As StreetOne Financial Vice President Paul Weisbruch pointed out, investors have yanked nearly $1 billion from VXF over the past month, a considerable sum give the ETF's $4.1 billion in assets under management at the end of July. Weisbruch also pointed out that selling in VXF has been marked by some days with unusually large volume in the fund.
To be fair, unusual volume in an ETF, good or bad, is not the telltale sign investors believe it to be with individual stocks. An ETF can see unusually large turnover for one or two days simply because big investors are buying the fund. Then the volume returns to normal until those investors decide to depart the ETF question.

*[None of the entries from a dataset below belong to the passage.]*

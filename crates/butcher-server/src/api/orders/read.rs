use axum::{
    extract::{Path, Query, State},
    Extension, Json,
};
use butcher_core::OrderStatus;
use serde::{Deserialize, Serialize};

use crate::middleware::{CurrentUser, RequestId};

use super::super::{map_db_error, ApiError, ApiResponse, AppState};
use super::{load_order, parse_status, single_order, with_items, OrderItem};

#[derive(Debug, Deserialize)]
pub(in crate::api) struct OrderListQuery {
    pub status: Option<String>,
}

#[derive(Debug, Serialize)]
pub(in crate::api) struct PendingCountData {
    count: i64,
}

/// GET /api/v1/orders/mine: newest first.
pub(in crate::api) async fn list_my_orders(
    State(state): State<AppState>,
    Extension(req_id): Extension<RequestId>,
    Extension(CurrentUser(user)): Extension<CurrentUser>,
) -> Result<Json<ApiResponse<Vec<OrderItem>>>, ApiError> {
    let rid = &req_id.0;
    let rows = butcher_db::list_orders_for_customer(&state.pool, user.id)
        .await
        .map_err(|e| map_db_error(rid.clone(), &e))?;

    let data = with_items(&state.pool, rid, rows).await?;
    Ok(ApiResponse::json(req_id.0, data))
}

/// GET /api/v1/orders/{id}: visible to the customer who placed it and to admins.
pub(in crate::api) async fn get_order(
    State(state): State<AppState>,
    Extension(req_id): Extension<RequestId>,
    Extension(CurrentUser(user)): Extension<CurrentUser>,
    Path(id): Path<i64>,
) -> Result<Json<ApiResponse<OrderItem>>, ApiError> {
    let rid = &req_id.0;
    let row = load_order(&state.pool, rid, id).await?;
    if row.customer_id != user.id && !user.is_admin() {
        return Err(ApiError::new(
            rid,
            "forbidden",
            "not authorized to view this order",
        ));
    }

    let order = single_order(&state.pool, rid, row).await?;
    Ok(ApiResponse::json(req_id.0, order))
}

/// GET /api/v1/orders?status=: every customer's orders, newest first.
pub(in crate::api) async fn list_orders(
    State(state): State<AppState>,
    Extension(req_id): Extension<RequestId>,
    Query(query): Query<OrderListQuery>,
) -> Result<Json<ApiResponse<Vec<OrderItem>>>, ApiError> {
    let rid = &req_id.0;
    let status = query
        .status
        .as_deref()
        .filter(|raw| !raw.trim().is_empty())
        .map(|raw| parse_status(rid, raw))
        .transpose()?;

    let rows = butcher_db::list_orders(&state.pool, status)
        .await
        .map_err(|e| map_db_error(rid.clone(), &e))?;

    let data = with_items(&state.pool, rid, rows).await?;
    Ok(ApiResponse::json(req_id.0, data))
}

/// GET /api/v1/orders/pending-count
pub(in crate::api) async fn pending_count(
    State(state): State<AppState>,
    Extension(req_id): Extension<RequestId>,
) -> Result<Json<ApiResponse<PendingCountData>>, ApiError> {
    let count = butcher_db::count_orders_by_status(&state.pool, OrderStatus::Pending)
        .await
        .map_err(|e| map_db_error(req_id.0.clone(), &e))?;

    Ok(ApiResponse::json(req_id.0, PendingCountData { count }))
}
//! WhatsApp messages through the Twilio Messages REST API.
//!
//! Without credentials the client runs in log-only mode: every message is
//! written to the trace log and reported as [`Delivery::Logged`].

use std::time::Duration;

use butcher_core::TwilioConfig;
use reqwest::{Client, Url};
use serde::Deserialize;

use crate::error::NotifyError;
use crate::phone::format_lebanese_number;
use crate::retry::retry_with_backoff;

const DEFAULT_BASE_URL: &str = "https://api.twilio.com/";
const DEFAULT_BACKOFF_BASE_MS: u64 = 500;

/// Outcome of a WhatsApp send.
#[derive(Debug, Clone, PartialEq, Eq)]
pub enum Delivery {
    /// Accepted by the provider; carries the provider's message id.
    Sent { sid: String },
    /// No credentials configured; the message was only logged.
    Logged,
}

#[derive(Debug, Deserialize)]
struct MessageResponse {
    sid: String,
}

#[derive(Debug, Deserialize)]
struct ErrorResponse {
    message: Option<String>,
}

/// Client for sending WhatsApp messages.
///
/// Use [`WhatsAppClient::new`] for production or
/// [`WhatsAppClient::with_base_url`] to point at a mock server in tests.
pub struct WhatsAppClient {
    client: Client,
    base_url: Url,
    credentials: Option<TwilioConfig>,
    max_retries: u32,
    backoff_base_ms: u64,
}

impl WhatsAppClient {
    /// # Errors
    ///
    /// Returns [`NotifyError::Http`] if the underlying `reqwest::Client`
    /// cannot be constructed.
    pub fn new(
        credentials: Option<TwilioConfig>,
        timeout_secs: u64,
        max_retries: u32,
    ) -> Result<Self, NotifyError> {
        Self::with_base_url(credentials, timeout_secs, max_retries, DEFAULT_BASE_URL)
    }

    /// Creates a client with a custom base URL (for testing with wiremock).
    ///
    /// # Errors
    ///
    /// Returns [`NotifyError::Http`] if the underlying `reqwest::Client`
    /// cannot be constructed, or [`NotifyError::Api`] if `base_url` is not a
    /// valid URL.
    pub fn with_base_url(
        credentials: Option<TwilioConfig>,
        timeout_secs: u64,
        max_retries: u32,
        base_url: &str,
    ) -> Result<Self, NotifyError> {
        let client = Client::builder()
            .timeout(Duration::from_secs(timeout_secs))
            .connect_timeout(Duration::from_secs(10))
            .user_agent("butcher-shop/0.1 (order-notifications)")
            .build()?;

        let normalised = format!("{}/", base_url.trim_end_matches('/'));
        let base_url = Url::parse(&normalised).map_err(|e| NotifyError::Api {
            status: 0,
            message: format!("invalid base URL '{base_url}': {e}"),
        })?;

        Ok(Self {
            client,
            base_url,
            credentials,
            max_retries,
            backoff_base_ms: DEFAULT_BACKOFF_BASE_MS,
        })
    }

    /// Overrides the first back-off delay. Tests pass `0`.
    #[must_use]
    pub fn with_backoff_base_ms(mut self, backoff_base_ms: u64) -> Self {
        self.backoff_base_ms = backoff_base_ms;
        self
    }

    #[must_use]
    pub fn is_configured(&self) -> bool {
        self.credentials.is_some()
    }

    /// Sends `body` to `to`, normalizing the number to Lebanese international form.
    ///
    /// # Errors
    ///
    /// - [`NotifyError::Api`] if Twilio rejects the message.
    /// - [`NotifyError::Http`] on network failure after retries.
    pub async fn send(&self, to: &str, body: &str) -> Result<Delivery, NotifyError> {
        let recipient = format_lebanese_number(to);

        let Some(credentials) = &self.credentials else {
            tracing::info!(to = %recipient, body, "WhatsApp not configured; message logged");
            return Ok(Delivery::Logged);
        };

        let url = self
            .base_url
            .join(&format!(
                "2010-04-01/Accounts/{}/Messages.json",
                credentials.account_sid
            ))
            .map_err(|e| NotifyError::Api {
                status: 0,
                message: format!("invalid account sid: {e}"),
            })?;

        let from = whatsapp_address(&credentials.whatsapp_from);
        let to_address = whatsapp_address(&recipient);
        tracing::debug!(to = %recipient, "sending WhatsApp message");

        let sid = retry_with_backoff(self.max_retries, self.backoff_base_ms, || {
            self.post_message(&url, credentials, &from, &to_address, body)
        })
        .await?;

        tracing::info!(to = %recipient, %sid, "WhatsApp message sent");
        Ok(Delivery::Sent { sid })
    }

    async fn post_message(
        &self,
        url: &Url,
        credentials: &TwilioConfig,
        from: &str,
        to: &str,
        body: &str,
    ) -> Result<String, NotifyError> {
        let response = self
            .client
            .post(url.clone())
            .basic_auth(&credentials.account_sid, Some(&credentials.auth_token))
            .form(&[("From", from), ("To", to), ("Body", body)])
            .send()
            .await?;

        let status = response.status();
        if !status.is_success() {
            let text = response.text().await.unwrap_or_default();
            let message = serde_json::from_str::<ErrorResponse>(&text)
                .ok()
                .and_then(|e| e.message)
                .unwrap_or(text);
            return Err(NotifyError::Api {
                status: status.as_u16(),
                message,
            });
        }

        let parsed: MessageResponse = response.json().await?;
        Ok(parsed.sid)
    }
}

fn whatsapp_address(number: &str) -> String {
    if number.starts_with("whatsapp:") {
        number.to_owned()
    } else {
        format!("whatsapp:{number}")
    }
}

#[cfg(test)]
mod tests {
    use super::*;

    #[test]
    fn whatsapp_prefix_is_added_once() {
        assert_eq!(whatsapp_address("+96170123456"), "whatsapp:+96170123456");
        assert_eq!(
            whatsapp_address("whatsapp:+96170123456"),
            "whatsapp:+96170123456"
        );
    }

    #[tokio::test]
    async fn unconfigured_client_logs_instead_of_sending() {
        let client = WhatsAppClient::new(None, 5, 0).expect("client construction should not fail");
        assert!(!client.is_configured());
        let delivery = client.send("70123456", "hello").await.unwrap();
        assert_eq!(delivery, Delivery::Logged);
    }
}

It is just speculation, but that could be what happened with VXF over the past month. An ETF strategist or institutional investor may have decided there are more compelling opportunities and decided to raise some cash by departing VXF. That does not mean the ETF, which is up 8.7 percent year-to-date, is about to enter a new bear market.
A Little More Info
VXF is a mid-cap blend ETF that attempts to provide “a convenient way to match the performance of virtually all regularly traded U.S. stocks except those in the S&P 500 Index,” according to Vanguard.
With an annual expense ratio of a scant 0.09 percent, VXF is less expensive than 92 percent of rival funds, according to issuer data.
“VXF is compared to the Wilshire 4500 Index in terms of a comparable benchmark, and we see that the fund currently owns three thousand two hundred fifty-five individual stocks presently, giving it clearly broad diversification,” noted Weisbruch.
Financials account for over a quarter of the ETF's weight, while technology and consumer discretionary combine for nearly a third of the lineup. VXF is up 24.6 percent over the past three years.